◆ TASK: Return exactly these lines and no others: the one containing "pub use easing::Ease;" and all that follow it to the end of the listing below.

◆ SOURCE MATERIAL:
........

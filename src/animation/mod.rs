//! Animation
//!
//! - [`ContinuousAnimator`]: scroll-driven steady-state motion of one scene
//! - [`EntranceSequencer`]: the one-shot intro timeline of a scene
//! - [`EntranceTimeline`] / [`Ease`]: declarative tween list and its curves

pub mod continuous;
pub mod easing;
pub mod entrance;
pub mod smoothing;
pub mod timeline;
pub mod values;

pub use continuous::{
    AnimationTarget, AnimatorConfig, ContinuousAnimator, LightMotionState, MovingLightConfig,
    PulsingLightConfig, SceneFrame, TransformRange,
};
pub use easing::Ease;
pub use entrance::{EntranceConfig, EntranceEffects, EntrancePhase, EntranceSequencer, OverlayState};
pub use smoothing::{Smoothed, damp, damp_factor};
pub use timeline::{
    EntranceTimeline, TimelineEntry, TimelinePlayback, TimelinePose, Timing, Tween,
};
pub use values::Interpolatable;
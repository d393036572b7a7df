//! Asset Readiness
//!
//! - [`AssetId`]: opaque key of one loadable 3D asset
//! - [`AssetManifest`]: the declared asset set of a page, built from the catalog
//! - [`AssetReadinessStore`]: which declared assets have finished loading
//! - [`AssetReportingAdapter`]: per-mount, report-exactly-once glue

pub mod id;
pub mod manifest;
pub mod readiness;
pub mod reporter;

pub use id::AssetId;
pub use manifest::AssetManifest;
pub use readiness::{AssetReadinessStore, LoadProgress, MarkOutcome, ReadinessSnapshot};
pub use reporter::{AssetReportingAdapter, PendingReport};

........

◆ WRITTEN RESPONSE:
pub use easing::Ease;
pub use entrance::{EntranceConfig, EntranceEffects, EntrancePhase, EntranceSequencer, OverlayState};
pub use smoothing::{Smoothed, damp, damp_factor};
pub use timeline::{
    EntranceTimeline, TimelineEntry, TimelinePlayback, TimelinePose, Timing, Tween,
};
pub use values::Interpolatable;
repository d393036572b7a7df
//! Asset Readiness
//!
//! - [`AssetId`]: opaque key of one loadable 3D asset
//! - [`AssetManifest`]: the declared asset set of a page, built from the catalog
//! - [`AssetReadinessStore`]: which declared assets have finished loading
//! - [`AssetReportingAdapter`]: per-mount, report-exactly-once glue

pub mod id;
pub mod manifest;
pub mod readiness;
pub mod reporter;

pub use id::AssetId;
pub use manifest::AssetManifest;
pub use readiness::{AssetReadinessStore, LoadProgress, MarkOutcome, ReadinessSnapshot};
pub use reporter::{AssetReportingAdapter, PendingReport};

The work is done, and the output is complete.